[[ Task material, beginning ]]

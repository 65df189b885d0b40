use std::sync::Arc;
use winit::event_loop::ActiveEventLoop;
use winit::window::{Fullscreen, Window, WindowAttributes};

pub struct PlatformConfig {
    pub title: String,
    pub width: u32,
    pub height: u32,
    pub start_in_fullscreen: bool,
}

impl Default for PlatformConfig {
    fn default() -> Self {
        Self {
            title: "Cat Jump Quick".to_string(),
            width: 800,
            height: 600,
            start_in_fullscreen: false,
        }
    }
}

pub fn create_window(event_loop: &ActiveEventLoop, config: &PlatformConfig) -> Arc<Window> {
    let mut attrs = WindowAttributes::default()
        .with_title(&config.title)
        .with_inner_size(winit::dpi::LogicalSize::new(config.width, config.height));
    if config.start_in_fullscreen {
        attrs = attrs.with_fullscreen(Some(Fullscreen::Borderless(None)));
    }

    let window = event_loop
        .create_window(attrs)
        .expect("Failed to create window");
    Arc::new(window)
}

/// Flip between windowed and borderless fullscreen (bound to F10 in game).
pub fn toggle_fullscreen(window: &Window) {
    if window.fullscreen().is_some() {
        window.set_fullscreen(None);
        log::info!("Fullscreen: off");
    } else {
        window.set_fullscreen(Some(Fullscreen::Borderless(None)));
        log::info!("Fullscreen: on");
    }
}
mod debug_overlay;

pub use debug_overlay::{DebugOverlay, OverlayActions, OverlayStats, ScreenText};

[[ Task material, end ]]

Exercise description. Whenever the string "winit" shows up in a line of the records, copy that line.

The completed task.
use winit::event_loop::ActiveEventLoop;
use winit::window::{Fullscreen, Window, WindowAttributes};
        .with_inner_size(winit::dpi::LogicalSize::new(config.width, config.height));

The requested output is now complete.